Последний снег - [86]
Так во сне спящим себе приснился Семей. Прохлада была настоящая — Семена знобило. Разодрав веки, Семен выпрямил затекшие ноги, полежал, уставясь в белесое, близкое к рассвету небо. Перевернулся, ткнувшись в солому, сильно, как зверь, втянул в себя ржаной дух.
Обратно он шел полем, беря правее, на старые каменные домишки станционного городка. Унимая дрожь, перескакивал через сизые, росой тронутые рельсы, напевал.
Вспомнилась, напросилась та песня — ресторанная. И не было уже в ней печали для Семена, в ней слышалась надежда.
На востоке небо розовело, а самый низ тлел угольком. Все яснее становилось вокруг, но близ домов и среди деревьев еще держалась дремотная мгла.
Мучительно припоминая, в какую дверь надо стучаться, Семен продрался сквозь кусты акации, очутился прямо перед окном. В нем горел свет, и на тюлевой занавеске пошевеливалась смутная тень.
Семен тихонько побарабанил пальцами по стеклу. В медленно образовавшемся просвете рассмотрел лицо Клавы. Семен почувствовал, как зачастило сердце, понял: если не сядет тут же — упадет. Вся боль, вроде бы унявшаяся, разом пробудилась, подкосила. Обступала его и жглась крапива, но Семен опустился на землю, сидел, не зная, что будет дальше.

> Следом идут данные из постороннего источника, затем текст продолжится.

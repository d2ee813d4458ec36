use std::{sync::Arc, time::Duration};

use chrono::NaiveDate;
use reqwest::{Client, Url};
use serde_json::Value;
use tracing::{debug, info, instrument, warn};

use crate::{
    config::ForecastConfig,
    credential::Credential,
    error::ForecastError,
    flatten::parse_response,
    model::{DateRange, ForecastEnd, ForecastRequest, ForecastResult},
    sink::RecordSink,
};

/// Client for the hourly timeline endpoint.
///
/// Holds the API key loaded at construction and an HTTP client bounded by the
/// configured timeout. Cheap to clone and safe to share between tasks.
#[derive(Debug, Clone)]
pub struct ForecastClient {
    config: ForecastConfig,
    credential: Credential,
    http: Client,
    sink: Option<Arc<dyn RecordSink>>,
}

impl ForecastClient {
    /// Build a client, reading the API key from `config.secret_file`.
    ///
    /// A missing key does not fail here; the first request reports it instead.
    pub fn new(config: ForecastConfig) -> Result<Self, ForecastError> {
        let credential = Credential::load(&config.secret_file);
        Self::with_credential(config, credential)
    }

    pub fn with_credential(
        config: ForecastConfig,
        credential: Credential,
    ) -> Result<Self, ForecastError> {
        let http = Client::builder()
            .timeout(Duration::from_secs(config.timeout_secs))
            .build()
            .map_err(|e| ForecastError::Client(e.to_string()))?;

        Ok(Self { config, credential, http, sink: None })
    }

    /// Attach a sink that receives the records of every successful call.
    pub fn with_sink(mut self, sink: impl RecordSink + 'static) -> Self {
        self.sink = Some(Arc::new(sink));
        self
    }

    pub fn config(&self) -> &ForecastConfig {
        &self.config
    }

    pub fn credential(&self) -> &Credential {
        &self.credential
    }

    /// Fetch hourly records from `current` (today when `None`) up to `future`.
    ///
    /// `future` is either an end date or a number of days added to `current`.
    #[instrument(skip_all, fields(location = %self.config.location))]
    pub async fn get_forecast(
        &self,
        future: impl Into<ForecastEnd>,
        current: Option<NaiveDate>,
    ) -> Result<ForecastResult, ForecastError> {
        let request = self.build_request(&DateRange::new(future, current))?;
        let body = self.send(&request).await?;

        let records = parse_response(&body)?;
        debug!(records = records.len(), "flattened forecast response");

        if let Some(sink) = &self.sink {
            if let Err(err) = sink.write(&records) {
                warn!(error = %err, "failed to write forecast records to sink");
            }
        }

        Ok(records)
    }

    /// Resolve `range` and build the request target without sending anything.
    ///
    /// Fails with [`ForecastError::CredentialMissing`] when no key was loaded, so an
    /// empty key is never sent.
    pub fn build_request(&self, range: &DateRange) -> Result<ForecastRequest, ForecastError> {
        let key = self.credential.key().ok_or_else(|| ForecastError::CredentialMissing {
            path: self.credential.source().to_path_buf(),
        })?;

        let (start, end) = range.resolve()?;
        info!(%start, %end, "requesting hourly forecast");

        let mut url = Url::parse(&self.config.base_url).map_err(|e| {
            ForecastError::InvalidUrl(format!("'{}': {e}", self.config.base_url))
        })?;
        url.path_segments_mut()
            .map_err(|_| {
                ForecastError::InvalidUrl(format!("'{}' cannot be a base", self.config.base_url))
            })?
            .pop_if_empty()
            .push(&self.config.location)
            .push(&start.format("%Y-%m-%d").to_string())
            .push(&end.format("%Y-%m-%d").to_string());

        let query = vec![
            ("key".to_string(), key.to_string()),
            ("include".to_string(), "hours".to_string()),
            ("elements".to_string(), self.config.elements.join(",")),
        ];

        Ok(ForecastRequest { url, query, start, end })
    }

    async fn send(&self, request: &ForecastRequest) -> Result<Value, ForecastError> {
        let timeout = self.config.timeout_secs;
        debug!(url = %request.url, "sending forecast request");

        let res = self
            .http
            .get(request.url.clone())
            .query(&request.query)
            .send()
            .await
            .map_err(|e| ForecastError::from_reqwest(e, timeout))?;

        let status = res.status();
        let body = res.text().await.map_err(|e| ForecastError::from_reqwest(e, timeout))?;

        if !status.is_success() {
            return Err(ForecastError::RequestFailed {
                status: status.as_u16(),
                body: (!body.trim().is_empty()).then(|| truncate_body(&body)),
            });
        }

        Ok(serde_json::from_str(&body)?)
    }
}

fn truncate_body(body: &str) -> String {
    const MAX: usize = 200;
    match body.char_indices().nth(MAX) {
        Some((idx, _)) => format!("{}...", &body[..idx]),
        None => body.to_string(),
    }
}
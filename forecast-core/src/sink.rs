//! Optional destinations for flattened records, e.g. a JSON dump for debugging.

use anyhow::{Context, Result};
use std::{
    fmt::Debug,
    fs::File,
    io::BufWriter,
    path::{Path, PathBuf},
};

use crate::model::HourlyRecord;

/// Receives the records of every successful forecast call.
///
/// Failures are logged by the client and never fail the forecast call itself.
pub trait RecordSink: Send + Sync + Debug {
    fn write(&self, records: &[HourlyRecord]) -> Result<()>;
}

/// Overwrites a file with the records as pretty-printed JSON.
#[derive(Debug, Clone)]
pub struct JsonFileSink {
    path: PathBuf,
}

impl JsonFileSink {
    pub fn new(path: impl Into<PathBuf>) -> Self {
        Self { path: path.into() }
    }

    pub fn path(&self) -> &Path {
        &self.path
    }
}

impl RecordSink for JsonFileSink {
    fn write(&self, records: &[HourlyRecord]) -> Result<()> {
        let file = File::create(&self.path)
            .with_context(|| format!("Failed to create dump file: {}", self.path.display()))?;

        serde_json::to_writer_pretty(BufWriter::new(file), records)
            .with_context(|| format!("Failed to write dump file: {}", self.path.display()))?;

        Ok(())
    }
}
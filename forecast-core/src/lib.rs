//! Core library for the `forecast` CLI.
//!
//! This crate defines:
//! - Configuration & API key loading
//! - The hourly timeline client (request building, HTTP call)
//! - Flattening of the nested `days[].hours[]` response into hourly records
//!
//! It is used by `forecast-cli`, but can also be reused by other binaries or services.

pub mod client;
pub mod config;
pub mod credential;
pub mod error;
pub mod flatten;
pub mod model;
pub mod sink;

pub use client::ForecastClient;
pub use config::ForecastConfig;
pub use credential::Credential;
pub use error::ForecastError;
pub use flatten::parse_response;
pub use model::{DateRange, ForecastEnd, ForecastRequest, ForecastResult, HourlyRecord};
pub use sink::{JsonFileSink, RecordSink};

Он слышал, как вышла Клава в коридорчик, поскребла дверь, высматривая, видимо, в щель — есть ли кто. Может, она и узнала уже его, но не верила еще, что мог он, Семен, припереться сюда среди ночи. А он сидел, не в силах вымолвить хоть бы одно слово — немой, непонятно отчего оцепеневший.
— Семен! — наконец слабо позвала Клава. — Это ты? Что ты тут потерял?
Сгорая от стыда, Семен отчаянным усилием сдвинулся, потянулся к двери.
— Клава… — хрипло прорвалось из него.
— Иди, Семен, голубчик, домой… Отоспись, — стала увещевать его Клава сдавленным голосом. — Поздно уже…
— Не пьяный я, Клав, — прошептал Семен. — Некуда мне деваться…
Клава, что-то бормоча про себя, откинула крючок, показалась — в телогрейке, накинутой поверх ночной рубахи, в шлепанцах на босу ногу.
— Что с тобой, Семен? — негромко, но строго спросила она, не решаясь подойти близко. — Неужели…
— Ну да, — отозвался Семен из крапивы. — Сейчас я встану. Слабость женская в коленках…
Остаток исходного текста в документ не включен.